目的:提供ΦC31整合酶研究所需的大量纯化蛋白质及特异性抗体。方法:将编码ΦC31整合酶的ORF插入到pET22b+载体构建表达质粒并转化E.coliBL21(DE3),用IPTG诱导表达His-C31整合酶融合蛋白,His-Bind Quick Car-tridge纯化表达产物。重组蛋白作为抗原常规免疫家兔制备相应的多克隆抗体,Western blotting确定抗体的特异性,体外线性底物分子内重组检测系统检测抗体的活性。最后用该抗体检测了ΦC31整合酶在真核细胞HEK293中的定位和分布。结果:16℃条件下0.2 mmol/LIPTG诱导培养30 h,携带pET22b-ΦC31质粒的E.coliBL21(DE3)在YTG培养基中,可表达出大量的融合蛋白,该蛋白经体外线性底物分子内重组检测系统检验具有较高的活性。使用该融合蛋白免疫新西兰大白兔后,分离兔血清可得到ΦC31整合酶多克隆抗体,Western blotting和荧光免疫细胞组织化学方法证实,该抗体可特异性地识别细菌及细胞表达的ΦC31整合酶蛋白抗原。结论:本实验建立了表达ΦC31整合酶的方法,并成功制备了ΦC31整合酶特异性抗体。

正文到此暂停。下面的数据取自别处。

//! Error types for the GiftGrid domain core
//!
//! Provides a comprehensive error handling system with:
//! - Distinct error types for different failure modes
//! - HTTP status code mapping for the boundary layer
//! - Structured error responses
//! - Error codes for client handling

use axum::{
    http::StatusCode,
    response::{IntoResponse, Response},
    Json,
};
use serde::{Deserialize, Serialize};
use thiserror::Error;

/// Result type alias using AppError
pub type Result<T> = std::result::Result<T, AppError>;

/// Error codes for machine-readable error identification
#[derive(Debug, Clone, Copy, Serialize, Deserialize, PartialEq, Eq)]
#[serde(rename_all = "SCREAMING_SNAKE_CASE")]
pub enum ErrorCode {
    // Validation errors (1xxx)
    ValidationError,
    MissingField,
    InvalidFormat,

    // Resource errors (4xxx)
    NotFound,
    CompanyNotFound,
    ProductNotFound,
    SupplierNotFound,

    // Ledger errors (5xxx)
    InsufficientFunds,

    // Supplier sync errors (6xxx)
    AdapterNotConfigured,
    UnsupportedOperation,
    SyncInProgress,
    NotImplemented,
    UpstreamError,

    // Internal errors (9xxx)
    InternalError,
    ConfigurationError,
    SerializationError,
}

impl ErrorCode {
    /// Get the numeric code for this error
    pub fn as_code(&self) -> u16 {
        match self {
            // Validation (1xxx)
            ErrorCode::ValidationError => 1001,
            ErrorCode::MissingField => 1002,
            ErrorCode::InvalidFormat => 1003,

            // Resources (4xxx)
            ErrorCode::NotFound => 4001,
            ErrorCode::CompanyNotFound => 4002,
            ErrorCode::ProductNotFound => 4003,
            ErrorCode::SupplierNotFound => 4004,

            // Ledger (5xxx)
            ErrorCode::InsufficientFunds => 5001,

            // Supplier sync (6xxx)
            ErrorCode::AdapterNotConfigured => 6001,
            ErrorCode::UnsupportedOperation => 6002,
            ErrorCode::SyncInProgress => 6003,
            ErrorCode::NotImplemented => 6004,
            ErrorCode::UpstreamError => 6005,

            // Internal (9xxx)
            ErrorCode::InternalError => 9001,
            ErrorCode::ConfigurationError => 9002,
            ErrorCode::SerializationError => 9003,
        }
    }
}

/// Application error types
#[derive(Error, Debug)]
pub enum AppError {
    // Validation errors
    #[error("Validation failed: {message}")]
    Validation {
        message: String,
        field: Option<String>,
    },

    #[error("Required field missing: {field}")]
    MissingField { field: String },

    #[error("Invalid format: {message}")]
    InvalidFormat { message: String },

    // Resource errors
    #[error("Resource not found: {resource_type} with id {id}")]
    NotFound { resource_type: String, id: String },

    #[error("Company not found: {id}")]
    CompanyNotFound { id: String },

    #[error("Product not found: {id}")]
    ProductNotFound { id: String },

    #[error("Supplier not found: {id}")]
    SupplierNotFound { id: String },

    // Ledger errors
    #[error("Insufficient funds: balance {balance}, attempted debit {attempted}")]
    InsufficientFunds { balance: i64, attempted: i64 },

    // Supplier sync errors
    #[error("Supplier adapter not configured: {message}")]
    AdapterNotConfigured { message: String },

    #[error("{message}")]
    UnsupportedOperation { message: String },

    #[error("Sync already in progress for supplier {supplier_id}")]
    SyncInProgress { supplier_id: String },

    #[error("Not implemented: {message}")]
    NotImplemented { message: String },

    #[error("Upstream supplier error: {message}")]
    Upstream { message: String },

    // Internal errors
    #[error("Internal error: {message}")]
    Internal { message: String },

    #[error("Configuration error: {message}")]
    Configuration { message: String },

    #[error("Serialization error: {0}")]
    Serialization(#[from] serde_json::Error),

    // Generic
    #[error("{0}")]
    Other(#[from] anyhow::Error),
}

impl AppError {
    /// Get the error code for this error
    pub fn code(&self) -> ErrorCode {
        match self {
            AppError::Validation { .. } => ErrorCode::ValidationError,
            AppError::MissingField { .. } => ErrorCode::MissingField,
            AppError::InvalidFormat { .. } => ErrorCode::InvalidFormat,
            AppError::NotFound { .. } => ErrorCode::NotFound,
            AppError::CompanyNotFound { .. } => ErrorCode::CompanyNotFound,
            AppError::ProductNotFound { .. } => ErrorCode::ProductNotFound,
            AppError::SupplierNotFound { .. } => ErrorCode::SupplierNotFound,
            AppError::InsufficientFunds { .. } => ErrorCode::InsufficientFunds,
            AppError::AdapterNotConfigured { .. } => ErrorCode::AdapterNotConfigured,
            AppError::UnsupportedOperation { .. } => ErrorCode::UnsupportedOperation,
            AppError::SyncInProgress { .. } => ErrorCode::SyncInProgress,
            AppError::NotImplemented { .. } => ErrorCode::NotImplemented,
            AppError::Upstream { .. } => ErrorCode::UpstreamError,
            AppError::Internal { .. } => ErrorCode::InternalError,
            AppError::Configuration { .. } => ErrorCode::ConfigurationError,
            AppError::Serialization(_) => ErrorCode::SerializationError,
            AppError::Other(_) => ErrorCode::InternalError,
        }
    }

    /// Get the HTTP status code for this error
    pub fn status_code(&self) -> StatusCode {
        match self {
            // 400 Bad Request
            AppError::Validation { .. }
            | AppError::MissingField { .. }
            | AppError::InvalidFormat { .. }
            | AppError::InsufficientFunds { .. }
            | AppError::AdapterNotConfigured { .. }
            | AppError::UnsupportedOperation { .. }
            | AppError::SyncInProgress { .. } => StatusCode::BAD_REQUEST,

            // 404 Not Found
            AppError::NotFound { .. }
            | AppError::CompanyNotFound { .. }
            | AppError::ProductNotFound { .. }
            | AppError::SupplierNotFound { .. } => StatusCode::NOT_FOUND,

            // 501 Not Implemented
            AppError::NotImplemented { .. } => StatusCode::NOT_IMPLEMENTED,

            // 502 Bad Gateway
            AppError::Upstream { .. } => StatusCode::BAD_GATEWAY,

            // 500 Internal Server Error
            AppError::Internal { .. }
            | AppError::Configuration { .. }
            | AppError::Serialization(_)
            | AppError::Other(_) => StatusCode::INTERNAL_SERVER_ERROR,
        }
    }

    /// Check if this error should be logged at error level
    pub fn is_server_error(&self) -> bool {
        self.status_code().is_server_error()
    }

    /// Check if this error is a client error
    pub fn is_client_error(&self) -> bool {
        self.status_code().is_client_error()
    }
}

/// Structured error response for the boundary layer
#[derive(Debug, Serialize, Deserialize)]
pub struct ErrorResponse {
    pub error: ErrorDetails,
}

#[derive(Debug, Serialize, Deserialize)]
pub struct ErrorDetails {
    pub code: ErrorCode,
    pub message: String,
    #[serde(skip_serializing_if = "Option::is_none")]
    pub field: Option<String>,
}

impl IntoResponse for AppError {
    fn into_response(self) -> Response {
        let status = self.status_code();
        let code = self.code();
        let message = self.to_string();

        // Log based on severity
        if self.is_server_error() {
            tracing::error!(
                error = %message,
                code = ?code,
                status = status.as_u16(),
                "Server error"
            );
        } else if self.is_client_error() {
            tracing::warn!(
                error = %message,
                code = ?code,
                status = status.as_u16(),
                "Client error"
            );
        }

        let field = match &self {
            AppError::Validation { field, .. } => field.clone(),
            AppError::MissingField { field } => Some(field.clone()),
            _ => None,
        };

        let body = ErrorResponse {
            error: ErrorDetails {
                code,
                message,
                field,
            },
        };

        (status, Json(body)).into_response()
    }
}

impl From<std::io::Error> for AppError {
    fn from(err: std::io::Error) -> Self {
        AppError::Internal {
            message: err.to_string(),
        }
    }
}

impl From<validator::ValidationErrors> for AppError {
    fn from(err: validator::ValidationErrors) -> Self {
        AppError::Validation {
            message: err.to_string(),
            field: None,
        }
    }
}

Aim： To prepare pure ΦC31 integrase and its specific polyclonal antibody. Methods： The ORF of ΦC31 integrase was inserted into pET22b＋ to construct ΦC31 integrase expression vectors （pET22b-ΦC31）. The His-tag fusion protein was expressed through IPTG inducement in E. coli BL21 （DE3） and purified with His-Bind Quick Cartridge. The purified fusion protein was used as an antigen to immune rabbits to produce polyclonal antibody in routine. The specificity of the antibody was verified by Western blotting, and in situ immune was anaylzed by in vitro linear intramolecular assay system. The location and distribution of ΦC31 integrase in C31 integrase expressed HEK293 cells were further determined by fluorescence assay. Results： The BL21 （DE3） pET22b-ΦC31 expressed abundant fusion protein in YTG culture medium after being induced by IPTG 0. 2 mmol/L for 30 hours. The specific polyclonal antibody against ΦC31 integrase was obtained from the sera of the His-ΦC31 integrase fusion protein immunized rabbits. Furthermore, this kind of protein was proved to have higher recombination activity based on the in vitro approach, Conclusion： The ΦC31 integrase recombination protein could be obtained through the structed ΦC31 integrase express system, and ΦC31 integrase specific antibody could be produced by immunized rabbits with the fusion protein.